New Rules for Money Transfers in Russia as of May 30, 2025: What Has Changed for Individuals and Businesses
Since late May 2025, significant changes to money transfer regulations have come into effect in Russia, aimed at strengthening control over financial transactions and combating illegal schemes. These changes affect ordinary citizens, entrepreneurs, freelancers, and self-employed individuals alike. In this article, we will break down all the key changes, their implications, and provide practical recommendations on how to adapt to the new requirements.
Key Changes in Money Transfer Legislation
As of May 30, 2025, Russia has implemented Federal Law No. 522-FZ dated December 28, 2024, which introduced major amendments to Law No. 115-FZ “On Combating Money Laundering and Terrorist Financing.” This regulatory act significantly expands the authority of Rosfinmonitoring (Russia’s financial monitoring service) and tightens control over financial transactions by individuals and legal entities.
Key changes include:
- A 100,000-ruble limit for transfers under simplified identification. Previously, only a lower threshold for verification existed—15,000 rubles—with no upper limit. Now, transfers between 15,000 and 100,000 rubles undergo simplified verification, while amounts exceeding 100,000 rubles require full identification of both the sender and recipient.

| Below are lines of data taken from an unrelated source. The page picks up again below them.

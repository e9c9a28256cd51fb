//! [`MockRestDelegate`] for registry tests.

use std::collections::{HashMap, HashSet};
use std::path::{Path, PathBuf};
use std::sync::Mutex;
use std::time::Duration;

use modeshape_rest::{
    QueryRow, Repository, RestDelegate, RestError, Result, Server, Status, Workspace,
};
use url::Url;

/// One recorded `publish` or `unpublish` call.
#[derive(Debug, Clone, PartialEq, Eq)]
pub struct PublishCall {
    pub workspace: String,
    pub path: String,
    pub file: PathBuf,
    /// `None` for unpublish
    pub versionable: Option<bool>,
}

/// In-memory delegate answering from configured listings.
///
/// # Example
///
/// ```rust
/// use modeshape_test_utils::{MockRestDelegate, server};
/// use modeshape_rest::RestDelegate;
///
/// let delegate = MockRestDelegate::new()
///     .with_repositories("http://h:8080", &["sample"])
///     .with_workspaces("sample", &["default", "other"]);
///
/// let repos = delegate.repositories(&server("http://h:8080", "admin")).unwrap();
/// assert_eq!(repos[0].name(), "sample");
/// ```
#[derive(Default)]
pub struct MockRestDelegate {
    repositories: HashMap<String, Vec<String>>,
    workspaces: HashMap<String, Vec<String>>,
    unreachable: HashSet<String>,
    delay: Option<Duration>,
    calls: Mutex<Vec<String>>,
    published: Mutex<Vec<PublishCall>>,
}

impl MockRestDelegate {
    pub fn new() -> Self {
        Self::default()
    }

    /// Repositories reported for the server at `url`.
    pub fn with_repositories(mut self, url: &str, names: &[&str]) -> Self {
        self.repositories
            .insert(url.to_string(), names.iter().map(|n| n.to_string()).collect());
        self
    }

    /// Workspaces reported for every repository named `repository`.
    pub fn with_workspaces(mut self, repository: &str, names: &[&str]) -> Self {
        self.workspaces.insert(
            repository.to_string(),
            names.iter().map(|n| n.to_string()).collect(),
        );
        self
    }

    /// Calls against `url` fail with a transport error.
    pub fn unreachable(mut self, url: &str) -> Self {
        self.unreachable.insert(url.to_string());
        self
    }

    /// Sleep this long in every call, to widen race windows.
    pub fn with_delay(mut self, delay: Duration) -> Self {
        self.delay = Some(delay);
        self
    }

    /// Names of the delegate methods called so far, in order.
    pub fn calls(&self) -> Vec<String> {
        self.calls.lock().unwrap().clone()
    }

    pub fn published(&self) -> Vec<PublishCall> {
        self.published.lock().unwrap().clone()
    }

    fn enter(&self, method: &str, server: &Server) -> Result<()> {
        self.calls.lock().unwrap().push(method.to_string());
        if let Some(delay) = self.delay {
            std::thread::sleep(delay);
        }
        if self.unreachable.contains(server.url()) {
            return Err(RestError::Transport {
                url: server.url().to_string(),
                message: "connection refused".to_string(),
            });
        }
        Ok(())
    }
}

impl RestDelegate for MockRestDelegate {
    fn repositories(&self, server: &Server) -> Result<Vec<Repository>> {
        self.enter("repositories", server)?;
        Ok(self
            .repositories
            .get(server.url())
            .into_iter()
            .flatten()
            .map(|name| Repository::new(name.clone(), server.clone()))
            .collect())
    }

    fn workspaces(&self, repository: &Repository) -> Result<Vec<Workspace>> {
        self.enter("workspaces", repository.server())?;
        Ok(self
            .workspaces
            .get(repository.name())
            .into_iter()
            .flatten()
            .map(|name| Workspace::new(name.clone(), repository.clone()))
            .collect())
    }

    fn publish(
        &self,
        workspace: &Workspace,
        path: &str,
        file: &Path,
        versionable: bool,
    ) -> Result<Status> {
        self.enter("publish", workspace.server())?;
        self.published.lock().unwrap().push(PublishCall {
            workspace: workspace.name().to_string(),
            path: path.to_string(),
            file: file.to_path_buf(),
            versionable: Some(versionable),
        });
        Ok(Status::ok(format!("published {}", file.display())))
    }

    fn unpublish(&self, workspace: &Workspace, path: &str, file: &Path) -> Result<Status> {
        self.enter("unpublish", workspace.server())?;
        self.published.lock().unwrap().push(PublishCall {
            workspace: workspace.name().to_string(),
            path: path.to_string(),
            file: file.to_path_buf(),
            versionable: None,
        });
        Ok(Status::ok(format!("unpublished {}", file.display())))
    }

    fn query(
        &self,
        workspace: &Workspace,
        language: &str,
        statement: &str,
    ) -> Result<Vec<QueryRow>> {
        self.enter("query", workspace.server())?;
        let mut row = QueryRow::new();
        row.insert("language".to_string(), language.to_string());
        row.insert("statement".to_string(), statement.to_string());
        Ok(vec![row])
    }

    fn file_url(&self, file: &Path, path: &str, workspace: &Workspace) -> Result<Url> {
        self.enter("file_url", workspace.server())?;
        let name = file
            .file_name()
            .map(|n| n.to_string_lossy().into_owned())
            .unwrap_or_default();
        let raw = format!(
            "{}/{}/{}/items/{}/{}",
            workspace.server().url().trim_end_matches('/'),
            workspace.repository().name(),
            workspace.name(),
            path.trim_matches('/'),
            name
        );
        Url::parse(&raw).map_err(|e| RestError::InvalidUrl {
            url: raw.clone(),
            message: e.to_string(),
        })
    }
}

- Introduction of temporary card blocking for up to 10 business days (and in some cases up to 30 days) if suspicious transactions are detected. This allows Rosfinmonitoring to respond quickly to potential money laundering schemes.
- Increased scrutiny of regular transfers between individuals, especially if the transaction volume does not match the recipient’s declared income.

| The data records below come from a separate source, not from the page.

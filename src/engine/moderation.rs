//! Prayer request lifecycle and the suggested-update review workflow.

use chrono::{DateTime, Duration, Utc};

use super::PrayerService;
use crate::db::{
    parse_timestamp, timestamp, NewPrayerRequest, PendingSuggestion, PrayerCategory, PrayerEdit,
    PrayerRequest, PrayerRequestForm, PrayerStatus, SuggestedUpdate, SuggestionStatus,
    SuggestionWithAuthor, User,
};
use crate::validation::{self, check, non_blank};
use crate::{Error, Result};

/// Outcome of a review decision
#[derive(Debug, Clone, Copy, PartialEq, Eq)]
pub enum Review {
    Approve,
    Reject,
}

impl Review {
    fn target_status(self) -> SuggestionStatus {
        match self {
            Review::Approve => SuggestionStatus::Approved,
            Review::Reject => SuggestionStatus::Rejected,
        }
    }
}

/// Next `updated_at` value: `now`, or one microsecond past `previous` when the
/// clock has not moved past it
fn advance(previous: &str, now: DateTime<Utc>) -> String {
    let candidate = timestamp(now);
    if candidate.as_str() > previous {
        return candidate;
    }
    match parse_timestamp(previous) {
        Some(prev) => timestamp(prev + Duration::microseconds(1)),
        None => candidate,
    }
}

impl PrayerService {
    /// Store a new prayer request.
    ///
    /// Without a submitter the request is a guest submission and is always
    /// public, whatever the form says.
    pub async fn create_prayer_request(
        &self,
        form: PrayerRequestForm,
        submitter: Option<&User>,
        now: DateTime<Utc>,
    ) -> Result<i64> {
        check(
            "title",
            validation::validate_text("Title", &form.title, validation::MAX_TITLE_LEN),
        )?;
        check(
            "content",
            validation::validate_text("Content", &form.content, validation::MAX_CONTENT_LEN),
        )?;
        check(
            "requester_name",
            validation::validate_text(
                "Requester name",
                &form.requester_name,
                validation::MAX_NAME_LEN,
            ),
        )?;
        check(
            "category",
            validation::validate_text("Category", &form.category, validation::MAX_NAME_LEN),
        )?;
        let requester_email = non_blank(form.requester_email.as_deref());
        if let Some(email) = requester_email {
            check("requester_email", validation::validate_email(email))?;
        }

        let is_private = submitter.is_some() && form.is_private;
        let new = NewPrayerRequest {
            title: form.title.trim(),
            content: form.content.trim(),
            requester_name: form.requester_name.trim(),
            requester_email,
            submitted_by: submitter.map(|u| u.id),
            category: form.category.trim(),
            is_private,
        };

        let id = PrayerRequest::insert(&self.db, &new, &timestamp(now)).await?;

        tracing::info!(
            prayer_id = id,
            submitted_by = ?new.submitted_by,
            category = %new.category,
            is_private,
            "Prayer request created"
        );
        Ok(id)
    }

    /// Non-archived requests visible to the viewer, by category priority and
    /// then most recent activity
    pub async fn list_prayer_requests(
        &self,
        category: Option<&str>,
        viewer_authenticated: bool,
    ) -> Result<Vec<PrayerRequest>> {
        let category = non_blank(category);
        let mut prayers = PrayerRequest::list_visible(&self.db, category, viewer_authenticated).await?;

        prayers.sort_by(|a, b| {
            let rank_a = self.config.category_rank(&a.category);
            let rank_b = self.config.category_rank(&b.category);
            rank_a
                .cmp(&rank_b)
                .then_with(|| b.last_activity().cmp(a.last_activity()))
                .then_with(|| b.id.cmp(&a.id))
        });

        Ok(prayers)
    }

    /// Fetch one request; private requests do not exist for guests
    pub async fn get_prayer_request(
        &self,
        id: i64,
        viewer_authenticated: bool,
    ) -> Result<PrayerRequest> {
        match PrayerRequest::get_by_id(&self.db, id).await? {
            Some(prayer) if viewer_authenticated || !prayer.is_private => Ok(prayer),
            _ => Err(Error::NotFound("Prayer request")),
        }
    }

    /// Active categories in configured priority order
    pub async fn list_categories(&self) -> Result<Vec<PrayerCategory>> {
        let mut categories = PrayerCategory::list_active(&self.db).await?;
        categories.sort_by_key(|c| (self.config.category_rank(&c.name), c.sort_order));
        Ok(categories)
    }

    pub async fn update_prayer_status(
        &self,
        id: i64,
        status: PrayerStatus,
        now: DateTime<Utc>,
    ) -> Result<PrayerRequest> {
        let current = PrayerRequest::get_by_id(&self.db, id)
            .await?
            .ok_or(Error::NotFound("Prayer request"))?;

        let updated_at = advance(&current.updated_at, now);
        if PrayerRequest::update_status(&self.db, id, status, &updated_at).await? == 0 {
            return Err(Error::NotFound("Prayer request"));
        }

        tracing::info!(
            prayer_id = id,
            from = current.status.as_str(),
            to = status.as_str(),
            "Prayer status changed"
        );
        self.get_prayer_request(id, true).await
    }

    /// Direct edit by an administrator; only the supplied fields change
    pub async fn edit_prayer_request(
        &self,
        id: i64,
        edit: PrayerEdit,
        now: DateTime<Utc>,
    ) -> Result<PrayerRequest> {
        if let Some(title) = &edit.title {
            check(
                "title",
                validation::validate_text("Title", title, validation::MAX_TITLE_LEN),
            )?;
        }
        if let Some(content) = &edit.content {
            check(
                "content",
                validation::validate_text("Content", content, validation::MAX_CONTENT_LEN),
            )?;
        }
        if let Some(category) = &edit.category {
            check(
                "category",
                validation::validate_text("Category", category, validation::MAX_NAME_LEN),
            )?;
        }

        let current = PrayerRequest::get_by_id(&self.db, id)
            .await?
            .ok_or(Error::NotFound("Prayer request"))?;

        let updated_at = advance(&current.updated_at, now);
        if PrayerRequest::update_fields(&self.db, id, &edit, &updated_at).await? == 0 {
            return Err(Error::NotFound("Prayer request"));
        }

        tracing::info!(prayer_id = id, "Prayer request edited");
        self.get_prayer_request(id, true).await
    }

    /// Remove a request together with all of its suggestions.
    /// Returns the number of suggestions removed.
    pub async fn delete_prayer_request(&self, id: i64) -> Result<u64> {
        let mut tx = self.db.begin().await?;

        let suggestions = sqlx::query("DELETE FROM suggested_updates WHERE prayer_request_id = ?")
            .bind(id)
            .execute(&mut *tx)
            .await?
            .rows_affected();

        let deleted = sqlx::query("DELETE FROM prayer_requests WHERE id = ?")
            .bind(id)
            .execute(&mut *tx)
            .await?
            .rows_affected();

        if deleted == 0 {
            return Err(Error::NotFound("Prayer request"));
        }

        tx.commit().await?;

        tracing::info!(prayer_id = id, suggestions_removed = suggestions, "Prayer request deleted");
        Ok(suggestions)
    }

    /// Propose new content for a request. Always enters `pending`.
    pub async fn create_suggested_update(
        &self,
        prayer_id: i64,
        content: &str,
        suggester: &User,
        now: DateTime<Utc>,
    ) -> Result<i64> {
        check(
            "suggested_content",
            validation::validate_text("Suggested content", content, validation::MAX_CONTENT_LEN),
        )?;

        let prayer = self.get_prayer_request(prayer_id, true).await?;
        if prayer.status == PrayerStatus::Archived {
            return Err(Error::NotFound("Prayer request"));
        }

        let id = SuggestedUpdate::insert(
            &self.db,
            prayer_id,
            suggester.id,
            content.trim(),
            &timestamp(now),
        )
        .await?;

        tracing::info!(
            suggestion_id = id,
            prayer_id,
            suggested_by = suggester.id,
            "Suggested update submitted"
        );
        Ok(id)
    }

    pub async fn get_suggested_update(&self, id: i64) -> Result<SuggestedUpdate> {
        SuggestedUpdate::get_by_id(&self.db, id)
            .await?
            .ok_or(Error::NotFound("Suggested update"))
    }

    /// Review queue, oldest first
    pub async fn list_pending_suggestions(&self) -> Result<Vec<PendingSuggestion>> {
        Ok(SuggestedUpdate::list_pending(&self.db).await?)
    }

    pub async fn list_suggestions_for(&self, prayer_id: i64) -> Result<Vec<SuggestionWithAuthor>> {
        Ok(SuggestedUpdate::list_for_prayer(&self.db, prayer_id).await?)
    }

    /// Approve a pending suggestion and copy its content into the prayer
    /// request, as one transaction.
    pub async fn approve_suggested_update(
        &self,
        id: i64,
        reviewer: &User,
        notes: Option<&str>,
        now: DateTime<Utc>,
    ) -> Result<SuggestedUpdate> {
        self.review(id, Review::Approve, reviewer, notes, now).await
    }

    /// Reject a pending suggestion; the prayer request is left untouched
    pub async fn reject_suggested_update(
        &self,
        id: i64,
        reviewer: &User,
        notes: Option<&str>,
        now: DateTime<Utc>,
    ) -> Result<SuggestedUpdate> {
        self.review(id, Review::Reject, reviewer, notes, now).await
    }

    async fn review(
        &self,
        id: i64,
        decision: Review,
        reviewer: &User,
        notes: Option<&str>,
        now: DateTime<Utc>,
    ) -> Result<SuggestedUpdate> {
        let notes = non_blank(notes);
        if let Some(notes) = notes {
            check(
                "admin_notes",
                validation::validate_text("Notes", notes, validation::MAX_NOTES_LEN),
            )?;
        }
        let reviewed_at = timestamp(now);
        let status = decision.target_status();

        let mut tx = self.db.begin().await?;

        // Only a pending suggestion can be claimed; a second reviewer sees zero rows
        let claimed = sqlx::query(
            r#"
            UPDATE suggested_updates
            SET status = ?, reviewed_by = ?, reviewed_at = ?, admin_notes = ?
            WHERE id = ? AND status = 'pending'
            "#,
        )
        .bind(status)
        .bind(reviewer.id)
        .bind(&reviewed_at)
        .bind(notes)
        .bind(id)
        .execute(&mut *tx)
        .await?
        .rows_affected();

        let suggestion: Option<SuggestedUpdate> = sqlx::query_as(
            r#"
            SELECT id, prayer_request_id, suggested_by, suggested_content, status,
                   admin_notes, reviewed_by, reviewed_at, created_at
            FROM suggested_updates WHERE id = ?
            "#,
        )
        .bind(id)
        .fetch_optional(&mut *tx)
        .await?;

        let suggestion = suggestion.ok_or(Error::NotFound("Suggested update"))?;
        if claimed == 0 {
            return Err(Error::Conflict(format!(
                "Suggested update has already been {}",
                suggestion.status.as_str()
            )));
        }

        if decision == Review::Approve {
            let parent_updated_at: Option<String> =
                sqlx::query_scalar("SELECT updated_at FROM prayer_requests WHERE id = ?")
                    .bind(suggestion.prayer_request_id)
                    .fetch_optional(&mut *tx)
                    .await?;

            let parent_updated_at = parent_updated_at.ok_or_else(|| {
                tracing::error!(
                    suggestion_id = id,
                    prayer_id = suggestion.prayer_request_id,
                    "Approved suggestion references a missing prayer request"
                );
                Error::Inconsistent(format!(
                    "suggestion {} references missing prayer request {}",
                    id, suggestion.prayer_request_id
                ))
            })?;

            let written = sqlx::query(
                "UPDATE prayer_requests SET content = ?, updated_at = ? WHERE id = ?",
            )
            .bind(&suggestion.suggested_content)
            .bind(advance(&parent_updated_at, now))
            .bind(suggestion.prayer_request_id)
            .execute(&mut *tx)
            .await;

            match written {
                Ok(result) if result.rows_affected() == 1 => {}
                Ok(_) => {
                    return Err(Error::Inconsistent(format!(
                        "prayer request {} was not updated by approval of suggestion {}",
                        suggestion.prayer_request_id, id
                    )));
                }
                Err(e) => {
                    tracing::error!(
                        suggestion_id = id,
                        prayer_id = suggestion.prayer_request_id,
                        error = %e,
                        "Failed to apply approved suggestion, rolling back"
                    );
                    return Err(Error::Inconsistent(format!(
                        "applying suggestion {} failed: {}",
                        id, e
                    )));
                }
            }
        }

        tx.commit().await?;

        tracing::info!(
            suggestion_id = id,
            prayer_id = suggestion.prayer_request_id,
            reviewed_by = reviewer.id,
            status = status.as_str(),
            "Suggested update reviewed"
        );
        Ok(suggestion)
    }
}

- Banks are now required to report suspicious transactions to Rosfinmonitoring and the Federal Tax Service (FTS), enhancing coordination between regulatory agencies.
It is important to note that the new rules do not impose a tax on all card-to-card transfers between individuals—a common misconception that the Federal Tax Service has already debunked. Taxation applies only to transfers that constitute income (payment for goods, services, or work), not personal transfers between individuals.
How the New Rules Affect Different User Groups
- For Ordinary Citizens
Most everyday transfers between individuals remain unaffected – they are still able:
- Transfer money to family and friends without amount restrictions (when using bank accounts).
- Receive gifts and repay debts without tax consequences.
- Use the Faster Payments System (FPS) for transfers without additional checks.
However, it is necessary to note that:
- Transfers without opening an account (e.g., via terminals or unverified e-wallets) are now limited to 100,000 rubles per transaction. Larger amounts require full bank identification.
- Frequent large transfers from the same sender may attract regulatory attention, especially if they do not match your declared income.
- Receiving money from unknown parties carries a risk of involvement in fraudulent schemes, which could lead to temporary card blocking.
- For Freelancers and the Self-Employed
The new rules are particularly relevant for those receiving payments for services directly to their cards without formal contracts. As of June 1, 2025:
- Regular payments from the same clients with notes like “for work” or “for project” may be classified as income subject to personal income tax (NDFL).
- Transfers from companies or sole proprietors without a contract carry a high risk of being flagged as undeclared income.
- Frequent one-time transfers from different people (even small amounts) without clear purpose may raise questions from tax authorities.
Experts recommend freelancers and the self-employed:
- Obtain official status (self-employed or individual entrepreneur) to reduce risks and simplify operations.
- Sign civil-law contracts (GPC agreements), especially when working with businesses.
- Use specialized payment platforms (e.g., WinWork) that automate documentation.
- Avoid payment descriptions that imply commercial transactions.
- For Businesses and Entrepreneurs
Companies working with freelance contractors should note:
- Paying freelancers without contracts now carries higher risks—such transactions may be blocked, and companies may face tax inquiries.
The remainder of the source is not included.